I have decided against coil-overs, and have opted instead to use ciol springs and shocks.
the rear spring bucket appears to be 4 3/4" ID.
I think I remember someone telling me that Monza springs will work.

fishing for idears:D

This was a popular installation at one time. Car Craft or Rod and Custom did a build up series on a T bucket years ago and they used Corvair front springs for the rear (and also the front) of that car. They cut out some round steel and made the pockets for the top and bottom, etc. So it can be done. I went to a car show one time and a car showed up that was built from that series, right down to the cross ram Chevy engine. He said the suspension worked out very well.

Have to ask you though, what is prompting you to not use coil overs? It is just that they are such a simple job to install, give a great ride, and have some adjustability as to ride height that make them such a good way to go in most cases. Just a simple top and bottom mount and you are done.

Biggest problem with using coils is to figure out where the car will end up sitting IMO. You can sort of guess and maybe hit it, and if you are too high you can trim some coil off, but if you are too low you are screwed.

Just asking. :D I'm sure someone who has used them will come on and give us better info though.

What Don is saying is,very good advise,one thing he just did not add as well,is with coilovers the adjustment can help fix the four corner balance of the rod as well,not just ride hight,this is very needed for coming out of the hole strait.
Many rods are not very controlible because of poor corner balance,all though that can be adjusted some by rear tire PSI,to get it right,you need to adjust spring loading at the rear end. With just coils in buckets,it is hard to too put spacers in to get balance right,just cutting coils off,if there not cut same make the two springs def lb.s per in. of movement[SR].
I have what I think is a Total chassis with coil springs, but I have just found it and have not driven it yet. I have never seen coils as an option from Total, but accordind to Walker radiator from the tag on the radiator my car was built in the early '80's. I'll keep checking this thread to see what you guys come up with. This site is the BEST!
My TP frame has the rear spring buckets already installed.
I was trying to get by relatively inexpensively (cheapass):eek:
I do like the look and adjustability of the coil-overs, however, the cost involved kinda makes me a little gun shy:rolleyes:
I have seen in the Speedway catalog, some "coil-over" conversion stuff, does anybody have any experience with them??

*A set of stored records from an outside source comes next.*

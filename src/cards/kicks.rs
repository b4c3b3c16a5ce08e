use super::hand::Hand;

/// a hand's kicker cards, kept as a rank-bitstring. structurally identical
/// to `Hand` but semantically distinct: comparison here is purely about
/// breaking ties between two hands of the same `Ranking`.
#[derive(Debug, Clone, Copy, Eq, PartialEq, PartialOrd, Ord)]
pub struct Kickers(u16);

impl From<u16> for Kickers {
    fn from(bits: u16) -> Self {
        Self(bits)
    }
}
impl From<Kickers> for u16 {
    fn from(k: Kickers) -> Self {
        k.0
    }
}
impl From<Kickers> for Hand {
    fn from(k: Kickers) -> Self {
        Hand::from(k.0 as u64)
    }
}

impl std::fmt::Display for Kickers {
    fn fmt(&self, f: &mut std::fmt::Formatter) -> std::fmt::Result {
        write!(f, "{:013b}", self.0)
    }
}
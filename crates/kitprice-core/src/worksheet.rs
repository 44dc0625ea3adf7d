use chrono::{DateTime, Utc};
use serde::{Deserialize, Serialize};
use thiserror::Error;
use uuid::Uuid;

use crate::allocation::{AllocationReport, allocate};
use crate::models::{Amount, LineItem, LineItemId};
use crate::normalize::{normalize_amount, normalize_quantity, normalize_refunded};

pub const DEFAULT_ROW_COUNT: usize = 8;

#[derive(Debug, Error, PartialEq, Eq)]
pub enum WorksheetError {
    #[error("row {0} not found")]
    RowNotFound(LineItemId),
    #[error("worksheet already holds the maximum of {0} rows")]
    RowLimitReached(usize),
}

/// Raw field edits for a single row. Absent fields are left untouched.
#[derive(Debug, Clone, Default, PartialEq, Eq)]
pub struct RowEdit {
    pub part_number: Option<String>,
    pub quantity: Option<String>,
    pub unit_list_price: Option<String>,
    pub refunded: Option<String>,
}

impl RowEdit {
    fn apply(self, row: &mut LineItem) {
        if let Some(part_number) = self.part_number {
            row.part_number = part_number;
        }
        if let Some(quantity) = self.quantity {
            row.quantity = normalize_quantity(&quantity);
        }
        if let Some(price) = self.unit_list_price {
            row.unit_list_price = normalize_amount(&price);
        }
        if let Some(refunded) = self.refunded {
            row.refunded = normalize_refunded(&refunded);
        }
    }
}

/// An editable set of rows and a kit price.
///
/// Calculations read a borrowed snapshot and never hold on to it.
#[derive(Debug, Clone, PartialEq, Eq, Serialize, Deserialize)]
pub struct Worksheet {
    pub id: Uuid,
    pub rows: Vec<LineItem>,
    pub kit_price: Amount,
    /// Blank rows seeded on creation and on reset.
    pub default_rows: usize,
    pub max_rows: usize,
    pub created_at: DateTime<Utc>,
    pub updated_at: DateTime<Utc>,
}

impl Worksheet {
    /// `max_rows` is raised to `default_rows` if smaller.
    pub fn new(default_rows: usize, max_rows: usize) -> Self {
        let now = Utc::now();
        Self {
            id: Uuid::new_v4(),
            rows: blank_rows(default_rows),
            kit_price: Amount::ZERO,
            default_rows,
            max_rows: max_rows.max(default_rows),
            created_at: now,
            updated_at: now,
        }
    }

    pub fn add_row(&mut self) -> Result<LineItemId, WorksheetError> {
        if self.rows.len() >= self.max_rows {
            return Err(WorksheetError::RowLimitReached(self.max_rows));
        }

        let row = LineItem::blank();
        let id = row.id;
        self.rows.push(row);
        self.touch();
        Ok(id)
    }

    pub fn remove_row(&mut self, id: LineItemId) -> Result<LineItem, WorksheetError> {
        let index = self
            .rows
            .iter()
            .position(|row| row.id == id)
            .ok_or(WorksheetError::RowNotFound(id))?;

        let removed = self.rows.remove(index);
        self.touch();
        Ok(removed)
    }

    /// Replaces every row with fresh blank rows. The kit price is kept.
    pub fn reset(&mut self) {
        self.rows = blank_rows(self.default_rows);
        self.touch();
    }

    pub fn edit_row(&mut self, id: LineItemId, edit: RowEdit) -> Result<&LineItem, WorksheetError> {
        let row = self
            .rows
            .iter_mut()
            .find(|row| row.id == id)
            .ok_or(WorksheetError::RowNotFound(id))?;

        edit.apply(row);
        self.updated_at = Utc::now();
        Ok(row)
    }

    pub fn set_kit_price(&mut self, raw: &str) -> Amount {
        self.kit_price = normalize_amount(raw);
        self.touch();
        self.kit_price
    }

    pub fn calculate(&self) -> AllocationReport {
        allocate(&self.rows, self.kit_price)
    }

    fn touch(&mut self) {
        self.updated_at = Utc::now();
    }
}

impl Default for Worksheet {
    fn default() -> Self {
        Self::new(DEFAULT_ROW_COUNT, usize::MAX)
    }
}

fn blank_rows(count: usize) -> Vec<LineItem> {
    (0..count).map(|_| LineItem::blank()).collect()
}

#[cfg(test)]
mod tests {
    use rust_decimal::Decimal;

    use super::*;

    fn edit(quantity: &str, price: &str) -> RowEdit {
        RowEdit {
            quantity: Some(quantity.to_string()),
            unit_list_price: Some(price.to_string()),
            ..RowEdit::default()
        }
    }

    #[test]
    fn starts_with_default_blank_rows() {
        let sheet = Worksheet::default();
        assert_eq!(sheet.rows.len(), DEFAULT_ROW_COUNT);
        assert!(sheet.kit_price.is_zero());
        assert!(sheet.rows.iter().all(|row| row.part_number.is_empty()));
    }

    #[test]
    fn edits_are_normalized() {
        let mut sheet = Worksheet::new(1, 10);
        let id = sheet.rows[0].id;

        let row = sheet.edit_row(id, edit("-5", "-10")).unwrap();
        assert_eq!(row.quantity.get(), 1);
        assert!(row.unit_list_price.is_zero());

        let row = sheet
            .edit_row(
                id,
                RowEdit {
                    part_number: Some("AB-1".to_string()),
                    refunded: Some("true".to_string()),
                    ..edit("3", "12.50")
                },
            )
            .unwrap();
        assert_eq!(row.part_number, "AB-1");
        assert_eq!(row.quantity.get(), 3);
        assert_eq!(row.unit_list_price.get(), Decimal::new(1250, 2));
        assert!(row.refunded);
    }

    #[test]
    fn partial_edit_keeps_other_fields() {
        let mut sheet = Worksheet::new(1, 10);
        let id = sheet.rows[0].id;
        sheet.edit_row(id, edit("4", "2")).unwrap();

        let row = sheet
            .edit_row(
                id,
                RowEdit {
                    part_number: Some("X".to_string()),
                    ..RowEdit::default()
                },
            )
            .unwrap();
        assert_eq!(row.quantity.get(), 4);
        assert_eq!(row.unit_list_price.get(), Decimal::from(2));
    }

    #[test]
    fn removing_unknown_row_fails() {
        let mut sheet = Worksheet::new(2, 10);
        let missing = LineItemId::new();
        assert_eq!(
            sheet.remove_row(missing),
            Err(WorksheetError::RowNotFound(missing))
        );
        assert_eq!(sheet.rows.len(), 2);
    }

    #[test]
    fn add_and_remove_rows() {
        let mut sheet = Worksheet::new(0, 2);
        let first = sheet.add_row().unwrap();
        let second = sheet.add_row().unwrap();
        assert_ne!(first, second);
        assert_eq!(sheet.add_row(), Err(WorksheetError::RowLimitReached(2)));

        let removed = sheet.remove_row(first).unwrap();
        assert_eq!(removed.id, first);
        assert_eq!(sheet.rows.len(), 1);
        assert!(sheet.rows.iter().all(|row| row.id != first));
        assert_eq!(sheet.rows[0].id, second);
    }

    #[test]
    fn reset_issues_fresh_ids_and_keeps_kit_price() {
        let mut sheet = Worksheet::new(3, 10);
        sheet.set_kit_price("99");
        let before: Vec<_> = sheet.rows.iter().map(|row| row.id).collect();

        sheet.add_row().unwrap();
        sheet.reset();

        assert_eq!(sheet.rows.len(), 3);
        assert!(sheet.rows.iter().all(|row| !before.contains(&row.id)));
        assert_eq!(sheet.kit_price.get(), Decimal::from(99));
    }

    #[test]
    fn calculate_reflects_current_rows() {
        let mut sheet = Worksheet::new(2, 10);
        let ids: Vec<_> = sheet.rows.iter().map(|row| row.id).collect();
        sheet.edit_row(ids[0], edit("1", "100")).unwrap();
        sheet.edit_row(ids[1], edit("1", "300")).unwrap();
        sheet.set_kit_price("200.00");

        let report = sheet.calculate();
        assert_eq!(report.summary.total_list_value, Decimal::from(400));
        assert_eq!(report.allocations[0].extended_allocated_price, Decimal::from(50));
        assert!(report.summary.balanced);
    }

    #[test]
    fn invalid_kit_price_becomes_zero() {
        let mut sheet = Worksheet::new(1, 10);
        assert!(sheet.set_kit_price("twelve").is_zero());
        assert!(sheet.set_kit_price("-4").is_zero());
        assert_eq!(sheet.set_kit_price("$1,000").get(), Decimal::from(1000));
    }
}
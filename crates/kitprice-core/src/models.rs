use std::fmt;

use rust_decimal::Decimal;
use serde::{Deserialize, Serialize};
use uuid::Uuid;

/// Largest quantity a single line may carry.
pub const MAX_QUANTITY: u32 = 1_000_000;

/// Largest unit list price or kit price accepted, one trillion.
pub const MAX_AMOUNT: Decimal = Decimal::from_parts(3_567_587_328, 232, 0, false, 0);

#[derive(Debug, Clone, Copy, PartialEq, Eq, Hash, Serialize, Deserialize)]
#[serde(transparent)]
pub struct LineItemId(Uuid);

impl LineItemId {
    pub fn new() -> Self {
        Self(Uuid::new_v4())
    }
}

impl Default for LineItemId {
    fn default() -> Self {
        Self::new()
    }
}

impl From<Uuid> for LineItemId {
    fn from(value: Uuid) -> Self {
        Self(value)
    }
}

impl fmt::Display for LineItemId {
    fn fmt(&self, f: &mut fmt::Formatter<'_>) -> fmt::Result {
        self.0.fmt(f)
    }
}

/// A line quantity, always in `1..=MAX_QUANTITY`.
#[derive(Debug, Clone, Copy, PartialEq, Eq, PartialOrd, Ord, Hash, Serialize, Deserialize)]
#[serde(try_from = "u32", into = "u32")]
pub struct Quantity(u32);

impl Quantity {
    pub const ONE: Quantity = Quantity(1);

    pub fn new(value: u32) -> Option<Self> {
        (1..=MAX_QUANTITY).contains(&value).then_some(Self(value))
    }

    pub fn get(self) -> u32 {
        self.0
    }

    pub fn as_decimal(self) -> Decimal {
        Decimal::from(self.0)
    }
}

impl Default for Quantity {
    fn default() -> Self {
        Self::ONE
    }
}

impl TryFrom<u32> for Quantity {
    type Error = String;

    fn try_from(value: u32) -> Result<Self, Self::Error> {
        Self::new(value).ok_or_else(|| format!("quantity must be between 1 and {MAX_QUANTITY}"))
    }
}

impl From<Quantity> for u32 {
    fn from(value: Quantity) -> Self {
        value.0
    }
}

impl fmt::Display for Quantity {
    fn fmt(&self, f: &mut fmt::Formatter<'_>) -> fmt::Result {
        self.0.fmt(f)
    }
}

/// A non-negative money amount no larger than [`MAX_AMOUNT`].
///
/// Used for unit list prices and for the kit price.
#[derive(Debug, Clone, Copy, PartialEq, Eq, PartialOrd, Ord, Hash, Default, Serialize, Deserialize)]
#[serde(try_from = "Decimal", into = "Decimal")]
pub struct Amount(Decimal);

impl Amount {
    pub const ZERO: Amount = Amount(Decimal::ZERO);

    pub fn new(value: Decimal) -> Option<Self> {
        (value >= Decimal::ZERO && value <= MAX_AMOUNT).then_some(Self(value.normalize()))
    }

    pub fn get(self) -> Decimal {
        self.0
    }

    pub fn is_zero(self) -> bool {
        self.0.is_zero()
    }
}

impl TryFrom<Decimal> for Amount {
    type Error = String;

    fn try_from(value: Decimal) -> Result<Self, Self::Error> {
        Self::new(value).ok_or_else(|| format!("amount must be between 0 and {MAX_AMOUNT}"))
    }
}

impl From<Amount> for Decimal {
    fn from(value: Amount) -> Self {
        value.0
    }
}

impl fmt::Display for Amount {
    fn fmt(&self, f: &mut fmt::Formatter<'_>) -> fmt::Result {
        self.0.fmt(f)
    }
}

/// One part entry on a worksheet.
#[derive(Debug, Clone, PartialEq, Eq, Serialize, Deserialize)]
pub struct LineItem {
    pub id: LineItemId,
    pub part_number: String,
    pub quantity: Quantity,
    pub unit_list_price: Amount,
    pub refunded: bool,
}

impl LineItem {
    /// A blank row: no part number, quantity 1, price 0, not refunded.
    pub fn blank() -> Self {
        Self {
            id: LineItemId::new(),
            part_number: String::new(),
            quantity: Quantity::ONE,
            unit_list_price: Amount::ZERO,
            refunded: false,
        }
    }

    pub fn new(
        part_number: impl Into<String>,
        quantity: Quantity,
        unit_list_price: Amount,
        refunded: bool,
    ) -> Self {
        Self {
            id: LineItemId::new(),
            part_number: part_number.into(),
            quantity,
            unit_list_price,
            refunded,
        }
    }

    pub fn extended_list_price(&self) -> Decimal {
        self.unit_list_price.get() * self.quantity.as_decimal()
    }
}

I still haven't made up my mind completely, and am still weighing my options.:confused:

Thanks for the info, and advise.
I don't plan on racing it, but can't guarantee I won't stand on it from time to time:cool:

I know where you are coming from Vance. most of us have budgets to work within. I think though if you add up all the stuff you will need to make the coils work, and the time, coilovers aren't that much more.

The conversion kits scare me. Regular coilovers are built to handle the load of supporting an entire rear end of a car, shocks are not. I used coilover conversions on a '63 Pontiac I had years ago to get a little rake, and they kept breaking off the shocks at the top of the stud.

The older I get the more I do things the right way the first time. I've learned that lesson the hard way over the years. :eek::eek:

Old Round Fart, I like the looks of the coil springs and they are very traditional, but that's about the only two reasons I could see running them. The ability to adjust your ride and handling (what little there is:lol:) makes using them a good thing.
Vance... I understand about the cost involved with the coilovers. Here's the thing...IMO The Speedway coilovers at $280 is just one of those items you are way ahead on buying. I doubt you would ever regret that purchase. It's kinda like radiators, bodies, headers, etc, sometimes you just have to bite the bullet and spend the bucks.

I couldn't agree with Ron more on that stuff, especially radiators. It is tough I know to come up with $ 400 to $ 1000 for a good quality radiator, but there is nothing that will take the fun out of rodding faster than a car you dread stopping at red lights, and having to watch the temp gauge.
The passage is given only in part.